┌─ Provided data
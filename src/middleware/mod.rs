//! Routing guard for Axum servers that render the student pages.
//!
//! Protected pages (dashboard, profile, lesson player, enrollment, email
//! verification) are only served when the request carries the refresh cookie;
//! otherwise the guard answers with a redirect to the localized login page.
//! The client-visible `isLoggedIn` hint is never trusted here.
//!
//! # Quick Start
//!
//! ```rust,ignore
//! use student_portal_auth::RouteConfig;
//! use student_portal_auth::middleware::{GuardConfig, protect};
//!
//! let guard = GuardConfig::new(RouteConfig::default())?;
//! let app = protect(axum::Router::new().route("/{locale}/dashboard", get(dashboard)), guard);
//! ```

mod config;
mod error;
mod guard;

pub use config::GuardConfig;
pub use error::GuardError;
pub use guard::{GuardDecision, decide, protect, require_session};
└─
- [Assignment]
Look through the listing and return each line containing the word "GuardConfig".

- [Written solution]
//! use student_portal_auth::middleware::{GuardConfig, protect};
//! let guard = GuardConfig::new(RouteConfig::default())?;
pub use config::GuardConfig;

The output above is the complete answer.